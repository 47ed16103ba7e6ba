//! Shared grid world: zones, players, the actions that change them, and the
//! host-side validator that decides which actions are committed.
//!
//! The host owns the authoritative [`WorldState`]. Nodes propose [`Action`]s,
//! the [`Validator`] turns accepted proposals into committed actions, and
//! every node replays each [`Commit`] exactly once through its [`Replica`].

pub mod action;
pub mod codec;
pub mod movement;
pub mod replica;
pub mod validator;
pub mod world;

pub use action::{Action, Commit, ConnectGrant, Handover};
pub use codec::{CodecError, WIRE_VERSION, decode, encode};
pub use movement::{
    Cell, DEFAULT_ZONE_LINE, DEFAULT_ZONE_SIZE, Direction, GridDimensions, ParseDirectionError,
    step,
};
pub use replica::{ApplyOutcome, Replica};
pub use validator::{Rejection, Validator};
pub use world::{
    Player, PlayerId, WorldError, WorldEvent, WorldSnapshot, WorldState, Zone, ZoneType,
};
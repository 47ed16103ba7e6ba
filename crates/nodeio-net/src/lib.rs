//! Broker transport: queue/exchange primitives, an in-process broker, and a
//! TCP broker server and client speaking a framed postcard protocol.

pub mod broker;
pub mod framing;
pub mod memory;
pub mod protocol;
pub mod tcp_client;
pub mod tcp_server;

pub use broker::{
    Body, Broker, BrokerError, ConnectionId, Consumer, DIRECT_EXCHANGE, IdGenerator, QueueOptions,
};
pub use framing::{FrameConfig, FrameError, read_frame, write_frame};
pub use memory::{MemoryBroker, MemoryConnection};
pub use protocol::{Frame, ProtocolError, Reply, Request};
pub use tcp_client::{ConnectionState, ConnectionStateWatch, RemoteBroker};
pub use tcp_server::{BrokerServer, ConnectionLimitReached, ConnectionMap, ServerConfig};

• [Problem to work on] Could you copy each line in the listing above that includes the word "committed"?

• [Response to this task]
//! host-side validator that decides which actions are committed.
//! the [`Validator`] turns accepted proposals into committed actions, and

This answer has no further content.